Fully resolved array of simulations investigating the influence of the magnetic Prandtl number on magnetohydrodynamic turbulence

We explore the effect of the magnetic Prandtl number Pm on energy and dissipation in fully resolved direct numerical simulations of steady-state, mechanically forced, homogeneous magnetohydrodynamic turbulence in the range $1/32<\mathrm{Pm}<32$. We compare the spectra and show that if the simulations are not fully resolved, the steepness of the scaling of the kinetic-to-magnetic dissipation ratio with Pm is overestimated. We also present results of decaying turbulence with helical and nonhelical magnetic fields, where we find nonhelical reverse spectral transfer for $\mathrm{Pm}<1$. The results of this systematic analysis have applications including stars, planetary dynamos, and accretion disks.

Figure 1

Small circles show ${\nu }^{-1}$ and ${\eta }^{-1}$ for each of the 36 simulations appearing in Figs. 2, 3, 4. The nine large circles indicate the decaying helical and nonhelical simulations with initial spectra peaking at $k_0=40$ (see Fig. 6).

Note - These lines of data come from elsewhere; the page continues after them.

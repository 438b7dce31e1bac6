// SPDX-License-Identifier: MIT
// Copyright 2026 Roland Dreier <roland@kernel.org>

//! FitTrack: log workouts and track weekly distance goals
//!
//! This crate provides the backend API: workout logging, weekly goals,
//! and the progress statistics the dashboard charts are drawn from.

pub mod config;
pub mod db;
pub mod error;
pub mod middleware;
pub mod models;
pub mod routes;
pub mod services;
pub mod time_utils;

use config::Config;
use db::Db;
use services::{AccountService, GoalService, WorkoutService};

/// Shared application state.
pub struct AppState {
    pub config: Config,
    pub db: Db,
    pub accounts: AccountService,
    pub goals: GoalService,
    pub workouts: WorkoutService,
}

impl AppState {
    /// Wire up services over a database handle.
    pub fn new(config: Config, db: Db) -> Self {
        let accounts = AccountService::new(db.clone(), config.jwt_signing_key.clone());
        let goals = GoalService::new(db.clone());
        let workouts = WorkoutService::new(db.clone());

        Self {
            config,
            db,
            accounts,
            goals,
            workouts,
        }
    }
}
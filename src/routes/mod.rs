// SPDX-License-Identifier: MIT
// Copyright 2026 Roland Dreier <roland@rolandd.dev>

//! HTTP route handlers.

pub mod api;
pub mod auth;

use crate::middleware::auth::require_auth;
use crate::middleware::security::add_security_headers;
use crate::AppState;
use axum::extract::State;
use axum::http::{header, request::Parts, HeaderValue, Method};
use axum::{middleware, routing::get, Json, Router};
use serde::Serialize;
use std::sync::Arc;
use tower_http::cors::{AllowOrigin, CorsLayer};
use tower_http::trace::{DefaultMakeSpan, DefaultOnResponse, TraceLayer};
use tracing::Level;
#[cfg(feature = "binding-generation")]
use ts_rs::TS;

#[derive(Serialize)]
#[cfg_attr(feature = "binding-generation", derive(TS))]
#[cfg_attr(
    feature = "binding-generation",
    ts(export, export_to = "web/src/lib/generated/")
)]
pub struct HealthResponse {
    pub status: String,
    pub build_id: String,
    /// "firestore" or "memory"
    pub storage: String,
}

async fn health_check(State(state): State<Arc<AppState>>) -> Json<HealthResponse> {
    Json(HealthResponse {
        status: "ok".to_string(),
        build_id: option_env!("BUILD_ID").unwrap_or("unknown").to_string(),
        storage: state.db.backend_name().to_string(),
    })
}

/// Liveness text for the root path.
async fn root() -> &'static str {
    "Api is running..."
}

/// Browser origins allowed to call the API with credentials: the
/// configured frontend plus local dev servers.
fn is_allowed_origin(origin: &str, frontend_url: &str) -> bool {
    origin == frontend_url.trim_end_matches('/')
        || origin.starts_with("http://localhost")
        || origin.starts_with("http://127.0.0.1")
}

fn cors_layer(frontend_url: String) -> CorsLayer {
    CorsLayer::new()
        .allow_origin(AllowOrigin::predicate(
            move |origin: &HeaderValue, _parts: &Parts| {
                origin
                    .to_str()
                    .is_ok_and(|origin| is_allowed_origin(origin, &frontend_url))
            },
        ))
        .allow_credentials(true)
        .allow_methods([
            Method::GET,
            Method::POST,
            Method::PUT,
            Method::DELETE,
            Method::OPTIONS,
        ])
        .allow_headers([header::CONTENT_TYPE, header::AUTHORIZATION, header::ACCEPT])
}

/// Build the complete router: public health and account routes, plus the
/// goal/workout API behind JWT auth.
pub fn create_router(state: Arc<AppState>) -> Router {
    let public = Router::new()
        .route("/", get(root))
        .route("/health", get(health_check))
        .merge(auth::routes());

    let protected =
        api::routes().route_layer(middleware::from_fn_with_state(state.clone(), require_auth));

    let trace = TraceLayer::new_for_http()
        .make_span_with(DefaultMakeSpan::new().level(Level::INFO))
        .on_response(DefaultOnResponse::new().level(Level::INFO));

    public
        .merge(protected)
        .layer(middleware::from_fn(add_security_headers))
        .layer(cors_layer(state.config.frontend_url.clone()))
        .layer(trace)
        .with_state(state)
}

The lines indicate points of constant $\text{Pm}=2^n$ for $-5\le n\le 5$. The largest and smallest values of $\eta$ and $\nu$ are 0.01 and 0.000 312 5.

Figure 2

Selected simulations: (a) kinetic energy spectra, compensated by $k^{-5/3}$, and (b) uncompensated magnetic energy spectra. The top images show data with $\text{Pm}=1$, the middle show data with $\text{Rm}\simeq 2275$, and the bottom show data with $\text{Re}\simeq 2275$. In each plot the solid line corresponds to the same simulation, with $\text{Pm}=1$ and $\text{Re}=\text{Rm}\simeq 2275$.

Figure 3

Time-averaged Alfvén ratios of simulations grouped according to resistivity $\eta$.

Figure 4

Time-averaged kinetic-to-magnetic dissipation rate ratios grouped according to resistivity $\eta$.

Figure 5

Comparison of the time-averaged kinetic-to-magnetic dissipation rate in simulations on a ${128}^3$ lattice ${({\varepsilon }_K/{\varepsilon }_M)}_{128}$ and on a ${512}^3$ lattice ${({\varepsilon }_K/{\varepsilon }_M)}_{512}$ with otherwise identical initial conditions.

Figure 6

Plot of $E_3\left(t\right)$ normalized by $E_3\left(0\right)$ for nonhelical runs (dashed lines) and helical runs (solid lines). Lines with diamond points correspond to $\text{Pm}=1$, upward-pointing small and large triangles to $\text{Pm}=4$ and 16, respectively, and downward-pointing small and large triangles to $\text{Pm}=1/4$ and $1/16$, respectively.